PLAY OFF LBA. TRAPANI PERDE ANCORA CON BRESCIA, E AD INCIDERE POTREBBE ESSERE STATA LA TROPPA PRESSIONE

di Lorenzo Noto

C’è un dato che ritengo molto importante, in tutto il campionato di quest’anno Trapani non aveva mai segnato 77 punti, solo punteggi più alti.

Quella volta che Trapani ha segnato 72 punti è stato nella Final Eight quando è stata persa la partita contro Trieste che segnò 74 punti. Se non ricordo male, in quei giorni si parlava, insistentemente, di vincere la Coppa Italia e si percepirono malesseri che non serve riprendere adesso.

Si possono trarre delle conclusioni da questi dati?
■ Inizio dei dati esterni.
//! # Document Store
//!
//! One JSON file per document under a root directory, named by document id.
//!
//! ## Save protocol
//!
//! ```text
//! validate → backup → write <file>.tmp → read back → rename over <file>
//!                                  ↘ on failure: restore <file>.backup
//! ```
//!
//! The target file is only ever replaced by a rename, never written in
//! place, so a crash mid-save leaves the previously committed file intact.
//! Restoring a backup goes through a `<file>.restore` sibling for the same
//! reason. Backup and restore are best-effort: their failures are logged and
//! never escalate.

use std::ffi::OsString;
use std::fs::{self, File};
use std::io::{self, Write};
use std::path::{Path, PathBuf};

use folio_document::{Document, DocumentId};
use tracing::{debug, error, info, instrument, warn};

use crate::config::DEFAULT_CONFIG_NAME;
use crate::record::{decode, encode};
use crate::validation::validate;
use crate::{StorageConfig, StorageError, StorageResult};

const BACKUP_SUFFIX: &str = "backup";
const TEMP_SUFFIX: &str = "tmp";
const RESTORE_SUFFIX: &str = "restore";

/// A file that could not be loaded during a bulk load.
#[derive(Debug)]
pub struct SkippedFile {
    pub path: PathBuf,
    pub error: StorageError,
}

/// Result of loading every document under the root.
#[derive(Debug, Default)]
pub struct LoadReport {
    /// Loaded documents, most recently edited first
    pub documents: Vec<Document>,

    /// Files that failed to load
    pub skipped: Vec<SkippedFile>,
}

/// Filesystem-backed persistence for documents
#[derive(Debug, Clone)]
pub struct DocumentStore {
    config: StorageConfig,
}

impl DocumentStore {
    /// Open a store, creating the root directory if needed
    pub fn open(config: StorageConfig) -> StorageResult<Self> {
        fs::create_dir_all(&config.root)?;
        debug!(root = %config.root.display(), "opened document store");
        Ok(Self { config })
    }

    pub fn config(&self) -> &StorageConfig {
        &self.config
    }

    pub fn root(&self) -> &Path {
        &self.config.root
    }

    /// Create a new empty document stamped with the configured author.
    pub fn new_document(&self) -> Document {
        Document::new().with_author(self.config.default_author.as_str())
    }

    /// Path of the file holding `id`
    pub fn path_for(&self, id: DocumentId) -> PathBuf {
        self.config
            .root
            .join(format!("{}.{}", id, self.config.extension))
    }

    /// Persist a document atomically.
    ///
    /// Returns the path written. Validation failures abort before anything
    /// touches the disk.
    #[instrument(skip_all, fields(document = %document.id()))]
    pub fn save(&self, document: &Document) -> StorageResult<PathBuf> {
        self.save_with(document, write_atomically)
    }

    /// [`DocumentStore::save`] with the write step supplied by the caller.
    fn save_with<W>(&self, document: &Document, write: W) -> StorageResult<PathBuf>
    where
        W: FnOnce(&Path, &Document) -> StorageResult<()>,
    {
        if let Err(err) = validate(document) {
            warn!(error = %err, "refusing to save invalid document");
            return Err(err.into());
        }

        let target = self.path_for(document.id());
        let backup = sibling(&target, BACKUP_SUFFIX);

        let backed_up = self.config.backups && target.exists() && {
            match fs::copy(&target, &backup) {
                Ok(_) => true,
                Err(err) => {
                    warn!(error = %err, path = %backup.display(), "backup failed, saving anyway");
                    false
                }
            }
        };

        match write(&target, document) {
            Ok(()) => {
                debug!(path = %target.display(), "saved");
                Ok(target)
            }
            Err(err) => {
                error!(error = %err, path = %target.display(), "save failed");
                if backed_up {
                    restore_after_failed_write(&backup, &target);
                }
                Err(err)
            }
        }
    }

    /// Load one document file.
    ///
    /// Malformed JSON is [`StorageError::CorruptFile`]; well-formed records
    /// that break document invariants are [`StorageError::Validation`].
    pub fn load(&self, path: &Path) -> StorageResult<Document> {
        read_document(path)
    }

    pub fn load_by_id(&self, id: DocumentId) -> StorageResult<Document> {
        let path = self.path_for(id);
        if !path.exists() {
            return Err(StorageError::DocumentNotFound(id));
        }
        self.load(&path)
    }

    /// Load every document under the root.
    ///
    /// Individual failures are collected in [`LoadReport::skipped`] and do
    /// not abort the rest. Only failing to read the directory itself is an
    /// error.
    #[instrument(skip_all)]
    pub fn load_all(&self) -> StorageResult<LoadReport> {
        let mut report = LoadReport::default();

        for entry in fs::read_dir(&self.config.root)? {
            let path = entry?.path();
            if !self.is_document_file(&path) {
                continue;
            }

            match self.load(&path) {
                Ok(doc) => report.documents.push(doc),
                Err(err) => {
                    warn!(path = %path.display(), error = %err, "skipping unreadable document");
                    report.skipped.push(SkippedFile { path, error: err });
                }
            }
        }

        report
            .documents
            .sort_by(|a, b| b.last_edited_at().cmp(&a.last_edited_at()));
        info!(
            loaded = report.documents.len(),
            skipped = report.skipped.len(),
            "loaded documents"
        );
        Ok(report)
    }

    /// Documents that have not been soft-deleted, most recent first
    pub fn list_active(&self) -> StorageResult<Vec<Document>> {
        let report = self.load_all()?;
        Ok(report
            .documents
            .into_iter()
            .filter(Document::is_active)
            .collect())
    }

    /// Soft-delete: mark inactive and save. The file stays on disk.
    pub fn delete(&self, document: &mut Document) -> StorageResult<()> {
        document.set_active(false);
        self.save(document)?;
        info!(document = %document.id(), "soft-deleted");
        Ok(())
    }

    /// Undo a soft delete.
    pub fn restore(&self, document: &mut Document) -> StorageResult<()> {
        document.set_active(true);
        self.save(document)?;
        Ok(())
    }

    /// Hard delete: remove the file and its backup. Returns false if there
    /// was no file.
    pub fn purge(&self, id: DocumentId) -> StorageResult<bool> {
        let target = self.path_for(id);
        let backup = sibling(&target, BACKUP_SUFFIX);

        if backup.exists() {
            if let Err(err) = fs::remove_file(&backup) {
                warn!(error = %err, path = %backup.display(), "could not remove backup");
            }
        }

        match fs::remove_file(&target) {
            Ok(()) => {
                info!(document = %id, "purged");
                Ok(true)
            }
            Err(err) if err.kind() == io::ErrorKind::NotFound => Ok(false),
            Err(err) => Err(err.into()),
        }
    }

    /// Merge tags into a stored document (set union) and save if anything
    /// changed.
    pub fn add_tags<I, S>(&self, id: DocumentId, tags: I) -> StorageResult<Document>
    where
        I: IntoIterator<Item = S>,
        S: AsRef<str>,
    {
        let mut document = self.load_by_id(id)?;
        if document.add_tags(tags) {
            self.save(&document)?;
        }
        Ok(document)
    }

    /// Replace a document's file with its `.backup` sibling.
    ///
    /// The backup is decoded and validated first; the main file is only
    /// touched if that succeeds.
    pub fn recover_from_backup(&self, id: DocumentId) -> StorageResult<Document> {
        let target = self.path_for(id);
        let backup = sibling(&target, BACKUP_SUFFIX);
        if !backup.exists() {
            return Err(StorageError::DocumentNotFound(id));
        }

        let document = read_document(&backup)?;
        let temp = sibling(&target, TEMP_SUFFIX);
        fs::copy(&backup, &temp)?;
        fs::rename(&temp, &target)?;
        info!(document = %id, "recovered from backup");
        Ok(document)
    }

    fn is_document_file(&self, path: &Path) -> bool {
        let is_config = path
            .file_name()
            .map_or(false, |name| name == DEFAULT_CONFIG_NAME);
        path.is_file()
            && !is_config
            && path
                .extension()
                .map_or(false, |ext| ext == self.config.extension.as_str())
    }
}

fn read_document(path: &Path) -> StorageResult<Document> {
    let bytes = fs::read(path)?;
    let record = decode(&bytes).map_err(|source| StorageError::CorruptFile {
        path: path.to_path_buf(),
        source,
    })?;
    let document = record.into_document();
    validate(&document)?;
    Ok(document)
}

/// Write to a temp sibling, verify it reads back, then rename over `target`.
fn write_atomically(target: &Path, document: &Document) -> StorageResult<()> {
    let temp = sibling(target, TEMP_SUFFIX);
    let result = write_and_verify(&temp, document).and_then(|()| {
        fs::rename(&temp, target)?;
        Ok(())
    });

    if result.is_err() && temp.is_file() {
        if let Err(err) = fs::remove_file(&temp) {
            warn!(error = %err, path = %temp.display(), "could not remove temp file");
        }
    }
    if result.is_ok() {
        sync_parent(target);
    }
    result
}

fn write_and_verify(temp: &Path, document: &Document) -> StorageResult<()> {
    let encoded = encode(document).map_err(io::Error::from)?;

    let mut file = File::create(temp)?;
    file.write_all(encoded.as_bytes())?;
    file.sync_all()?;
    drop(file);

    let written = fs::read(temp)?;
    let record = decode(&written).map_err(|source| StorageError::CorruptFile {
        path: temp.to_path_buf(),
        source,
    })?;
    if record.id != document.id() {
        return Err(io::Error::new(
            io::ErrorKind::InvalidData,
            "temp file read back with a different document id",
        )
        .into());
    }
    Ok(())
}

/// Put the backup back if a failed save left `target` unreadable. An intact
/// target is left alone.
fn restore_after_failed_write(backup: &Path, target: &Path) {
    if read_document(target).is_ok() {
        debug!(path = %target.display(), "target intact after failed save");
        return;
    }

    let staging = sibling(target, RESTORE_SUFFIX);
    let restored = fs::copy(backup, &staging).and_then(|_| fs::rename(&staging, target));
    match restored {
        Ok(()) => warn!(path = %target.display(), "restored previous version from backup"),
        Err(err) => {
            error!(error = %err, path = %target.display(), "backup restore failed");
            if staging.is_file() {
                if let Err(err) = fs::remove_file(&staging) {
                    warn!(error = %err, path = %staging.display(), "could not remove restore file");
                }
            }
        }
    }
}

/// Make the rename durable. Not every platform can open a directory.
fn sync_parent(path: &Path) {
    if let Some(parent) = path.parent() {
        if let Err(err) = File::open(parent).and_then(|dir| dir.sync_all()) {
            debug!(error = %err, path = %parent.display(), "directory sync skipped");
        }
    }
}

/// `notes/<id>.json` → `notes/<id>.json.<suffix>`
fn sibling(path: &Path, suffix: &str) -> PathBuf {
    let mut name: OsString = path.as_os_str().to_owned();
    name.push(".");
    name.push(suffix);
    PathBuf::from(name)
}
Io penso di si e penso che quando si alza la pressione, quando i nostri atleti sentono addosso un certo tipo di asfissiante angoscia diventano irriconoscibili.

Dico subito che accetto e condivido le ipotesi delle partite perfette di Brescia, è verissimo che dall’altra parte del campo ci sono gli avversari (molto bravi, molto in palla e molto fortunati) ma non la tirerei alla lunga in questo senso perché ripeterlo continuamente diventa urticante.

Potrei anche essere fatalista, riconoscere che il destino sembra orientarsi verso l’area bresciana, riconoscere che la squadra di Brescia sta affrontando questa semifinale alla grande con una ottima guida ma, tanto per dirla con un eufemismo, chi ha messo piede per la prima volta, in questa stagione, al palazzetto non ha potuto vedere quella squadra che noi tutti abbiamo imparato a conoscere durante tutto il campionato.

Quelli di Brescia continuano ad essere bravissimi nel ripetere quanto Trapani sia una grande squadra, quanto possa essere difficile vincere tre gare contro Trapani, una operazione psicologica impressionante per continuare a scaricare la tensione ribaltandola sui giocatori granata. Non credo, però, che a creare tensione siano solo le operazioni mediatiche di Brescia, io temo che la tensione ce la costruiamo in casa.

Dentro questo scenario estremamente nervoso e complicato, in cui quando sei sul punto di riprendere una partita combini l’ennesimo disastro (talvolta con una ingenuità davvero irritante), in cui i giocatori su cui avevi puntato nei momenti complicati delle partite, durante il campionato, non risultano presenti (nemmeno a se stessi), sembra essere cascato anche il nostro Coach che aveva sempre trovato ottime soluzioni per aggirare gli ostacoli.

E’ verissimo che abbiamo osannato i quintetti atipici ma quando le cose non vanno bene i quintetti atipici appaiono come soluzioni disperate e senza speranza. Dobbiamo ripetere che sono stati bravi gli avversari a bloccare le nostre solite soluzioni di gioco o di tiro? Se il nostro Coach dice che non entrano più i palloni (tiri puliti) che solitamente entravano dentro al canestro vorrà dire qualcosa, vorrà dire che la mano da cui parte il tiro non è serena.

Sapete quando si partecipa alla cena di un matrimonio, si mangia divinamente e poi lo spumante ti provoca acidità? Beh, io adesso, mi sento così, consapevole che passata l’acidità rimarrà il ricordo della ottima cena.

Una cosa fatemela dire: gara 2 contro Brescia l’abbiamo persa male e non ci sono attenuanti di nessun genere ma alcuni fischi arbitrali (anche quelli decisamente urticanti) hanno consentito all’avversario di continuare a giocare sereno in un ambiente estremamente caldo. Down di punti, up di decibel questa sera, peccato.

A proposito dello spumante che crea acidità, c’è da sperare che a Brescia potremo portarci appresso vagonate di Gaviscon.